(Stored data)
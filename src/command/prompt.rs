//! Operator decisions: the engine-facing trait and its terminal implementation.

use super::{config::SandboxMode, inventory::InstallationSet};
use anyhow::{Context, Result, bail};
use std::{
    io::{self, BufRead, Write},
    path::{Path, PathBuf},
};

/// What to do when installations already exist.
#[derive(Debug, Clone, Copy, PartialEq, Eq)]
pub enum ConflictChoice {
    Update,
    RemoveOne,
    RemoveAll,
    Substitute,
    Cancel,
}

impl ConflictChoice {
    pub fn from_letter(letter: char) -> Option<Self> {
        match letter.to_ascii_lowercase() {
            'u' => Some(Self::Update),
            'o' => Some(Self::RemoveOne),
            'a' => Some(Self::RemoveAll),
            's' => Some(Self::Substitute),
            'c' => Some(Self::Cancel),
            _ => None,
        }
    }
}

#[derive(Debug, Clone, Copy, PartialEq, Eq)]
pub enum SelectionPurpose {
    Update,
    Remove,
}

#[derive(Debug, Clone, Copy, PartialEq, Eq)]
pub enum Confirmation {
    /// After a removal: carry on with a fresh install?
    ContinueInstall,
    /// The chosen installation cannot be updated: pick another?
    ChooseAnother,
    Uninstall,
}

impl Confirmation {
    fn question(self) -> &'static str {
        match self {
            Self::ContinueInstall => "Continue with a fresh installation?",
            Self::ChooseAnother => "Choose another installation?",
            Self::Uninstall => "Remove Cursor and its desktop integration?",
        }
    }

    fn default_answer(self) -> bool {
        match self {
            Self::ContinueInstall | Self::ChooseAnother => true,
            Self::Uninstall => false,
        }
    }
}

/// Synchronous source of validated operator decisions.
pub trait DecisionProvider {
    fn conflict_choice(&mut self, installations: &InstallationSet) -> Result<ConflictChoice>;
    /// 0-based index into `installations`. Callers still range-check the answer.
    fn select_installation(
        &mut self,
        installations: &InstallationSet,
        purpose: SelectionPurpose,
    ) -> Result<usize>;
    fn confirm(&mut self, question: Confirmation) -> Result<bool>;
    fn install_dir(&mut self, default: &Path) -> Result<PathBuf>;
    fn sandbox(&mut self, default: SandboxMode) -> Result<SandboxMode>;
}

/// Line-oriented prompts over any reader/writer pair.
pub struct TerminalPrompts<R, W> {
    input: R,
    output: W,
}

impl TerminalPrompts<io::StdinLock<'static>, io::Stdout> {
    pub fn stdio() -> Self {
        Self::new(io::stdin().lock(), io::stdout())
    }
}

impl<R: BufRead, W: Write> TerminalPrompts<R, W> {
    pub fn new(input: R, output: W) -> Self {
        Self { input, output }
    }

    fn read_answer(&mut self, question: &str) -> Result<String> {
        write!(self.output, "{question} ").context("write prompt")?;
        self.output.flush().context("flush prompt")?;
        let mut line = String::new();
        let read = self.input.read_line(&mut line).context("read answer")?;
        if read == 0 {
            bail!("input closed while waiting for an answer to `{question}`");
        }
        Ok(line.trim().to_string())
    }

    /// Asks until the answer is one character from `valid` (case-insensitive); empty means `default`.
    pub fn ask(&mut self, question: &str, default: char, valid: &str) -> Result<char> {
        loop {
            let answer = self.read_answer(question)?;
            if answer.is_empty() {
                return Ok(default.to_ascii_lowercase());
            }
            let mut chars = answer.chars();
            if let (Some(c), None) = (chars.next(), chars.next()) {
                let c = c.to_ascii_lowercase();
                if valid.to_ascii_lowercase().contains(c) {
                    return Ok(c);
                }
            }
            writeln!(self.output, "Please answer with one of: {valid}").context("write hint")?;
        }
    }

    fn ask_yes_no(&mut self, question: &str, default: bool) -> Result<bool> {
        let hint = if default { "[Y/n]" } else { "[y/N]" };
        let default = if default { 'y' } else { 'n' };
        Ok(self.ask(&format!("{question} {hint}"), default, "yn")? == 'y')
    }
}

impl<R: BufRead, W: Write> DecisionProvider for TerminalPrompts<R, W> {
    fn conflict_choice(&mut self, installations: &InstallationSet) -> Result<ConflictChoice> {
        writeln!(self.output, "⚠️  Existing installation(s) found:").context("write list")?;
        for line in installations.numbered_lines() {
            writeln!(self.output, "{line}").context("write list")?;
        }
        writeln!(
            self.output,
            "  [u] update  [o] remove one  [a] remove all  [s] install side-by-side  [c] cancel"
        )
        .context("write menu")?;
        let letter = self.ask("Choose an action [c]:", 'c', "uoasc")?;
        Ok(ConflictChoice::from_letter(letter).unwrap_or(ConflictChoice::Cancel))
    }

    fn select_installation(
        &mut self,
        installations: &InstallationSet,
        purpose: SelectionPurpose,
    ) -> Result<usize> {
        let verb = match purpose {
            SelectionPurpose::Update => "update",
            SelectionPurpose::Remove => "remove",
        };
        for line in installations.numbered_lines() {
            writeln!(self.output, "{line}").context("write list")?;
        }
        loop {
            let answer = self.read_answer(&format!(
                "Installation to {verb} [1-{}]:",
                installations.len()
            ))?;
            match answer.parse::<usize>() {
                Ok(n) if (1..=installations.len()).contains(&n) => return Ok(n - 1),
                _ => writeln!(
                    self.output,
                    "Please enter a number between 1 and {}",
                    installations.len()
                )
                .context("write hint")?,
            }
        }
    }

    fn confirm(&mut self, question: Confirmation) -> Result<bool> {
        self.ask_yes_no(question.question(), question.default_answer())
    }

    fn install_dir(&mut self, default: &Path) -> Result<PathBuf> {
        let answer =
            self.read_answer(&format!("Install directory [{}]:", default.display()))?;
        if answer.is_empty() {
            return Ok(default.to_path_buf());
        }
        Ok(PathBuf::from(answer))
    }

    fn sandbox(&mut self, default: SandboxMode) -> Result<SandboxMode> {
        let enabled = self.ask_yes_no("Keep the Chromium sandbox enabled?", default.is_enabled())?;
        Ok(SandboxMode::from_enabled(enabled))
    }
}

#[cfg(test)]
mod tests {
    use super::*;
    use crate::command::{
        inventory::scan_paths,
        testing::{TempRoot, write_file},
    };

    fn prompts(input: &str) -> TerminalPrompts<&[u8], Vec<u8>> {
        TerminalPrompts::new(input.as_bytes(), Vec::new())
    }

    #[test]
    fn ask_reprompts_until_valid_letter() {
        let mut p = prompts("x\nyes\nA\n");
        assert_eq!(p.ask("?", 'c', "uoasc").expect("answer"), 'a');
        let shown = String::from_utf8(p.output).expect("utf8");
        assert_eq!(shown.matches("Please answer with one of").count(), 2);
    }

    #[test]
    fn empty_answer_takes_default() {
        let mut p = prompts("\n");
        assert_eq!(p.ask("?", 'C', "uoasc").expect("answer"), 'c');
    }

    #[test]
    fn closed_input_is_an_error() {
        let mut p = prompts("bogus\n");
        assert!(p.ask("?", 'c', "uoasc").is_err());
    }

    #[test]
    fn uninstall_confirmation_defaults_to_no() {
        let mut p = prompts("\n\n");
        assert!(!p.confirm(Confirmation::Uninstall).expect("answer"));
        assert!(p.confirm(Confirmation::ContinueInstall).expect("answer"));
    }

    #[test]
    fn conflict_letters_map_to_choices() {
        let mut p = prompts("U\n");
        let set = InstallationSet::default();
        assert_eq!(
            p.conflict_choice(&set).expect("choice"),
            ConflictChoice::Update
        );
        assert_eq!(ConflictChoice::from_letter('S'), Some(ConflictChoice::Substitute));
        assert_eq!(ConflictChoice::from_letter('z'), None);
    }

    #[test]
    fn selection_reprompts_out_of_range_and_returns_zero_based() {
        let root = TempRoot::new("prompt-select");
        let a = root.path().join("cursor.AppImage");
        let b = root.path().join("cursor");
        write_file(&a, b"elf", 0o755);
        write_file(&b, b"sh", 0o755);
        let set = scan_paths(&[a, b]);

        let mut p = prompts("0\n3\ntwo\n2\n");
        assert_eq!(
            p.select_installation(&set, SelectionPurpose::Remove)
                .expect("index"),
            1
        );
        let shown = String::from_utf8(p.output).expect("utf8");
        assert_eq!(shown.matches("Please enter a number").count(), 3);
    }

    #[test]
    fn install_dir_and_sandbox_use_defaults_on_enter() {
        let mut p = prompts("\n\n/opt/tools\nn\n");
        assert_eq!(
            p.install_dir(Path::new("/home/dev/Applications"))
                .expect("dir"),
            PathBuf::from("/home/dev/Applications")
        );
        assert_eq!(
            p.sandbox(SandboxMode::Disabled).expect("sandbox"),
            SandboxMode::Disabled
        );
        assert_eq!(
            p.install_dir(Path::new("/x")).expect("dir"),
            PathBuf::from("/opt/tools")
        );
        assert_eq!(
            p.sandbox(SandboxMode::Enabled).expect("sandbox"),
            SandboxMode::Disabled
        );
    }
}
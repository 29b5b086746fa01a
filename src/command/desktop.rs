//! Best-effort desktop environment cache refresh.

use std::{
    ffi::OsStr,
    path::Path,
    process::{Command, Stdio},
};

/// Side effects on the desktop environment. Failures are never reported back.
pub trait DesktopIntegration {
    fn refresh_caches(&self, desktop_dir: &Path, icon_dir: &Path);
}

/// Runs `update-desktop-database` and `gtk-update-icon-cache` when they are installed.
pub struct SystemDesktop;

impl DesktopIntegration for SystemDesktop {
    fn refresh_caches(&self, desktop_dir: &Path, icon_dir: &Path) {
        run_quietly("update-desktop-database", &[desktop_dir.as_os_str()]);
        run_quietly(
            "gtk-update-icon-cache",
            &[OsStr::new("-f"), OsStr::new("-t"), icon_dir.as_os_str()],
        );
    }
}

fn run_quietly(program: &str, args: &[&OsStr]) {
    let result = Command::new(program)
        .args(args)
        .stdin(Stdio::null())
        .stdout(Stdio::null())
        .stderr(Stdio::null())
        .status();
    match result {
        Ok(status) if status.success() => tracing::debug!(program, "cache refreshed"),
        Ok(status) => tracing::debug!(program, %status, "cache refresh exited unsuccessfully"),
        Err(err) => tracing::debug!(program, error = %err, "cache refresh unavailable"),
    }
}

**WORK REQUEST**
Give the number of lines in the data above that include the word "DesktopIntegration", with no other words.

**SOLUTION TO THE PROBLEM**
2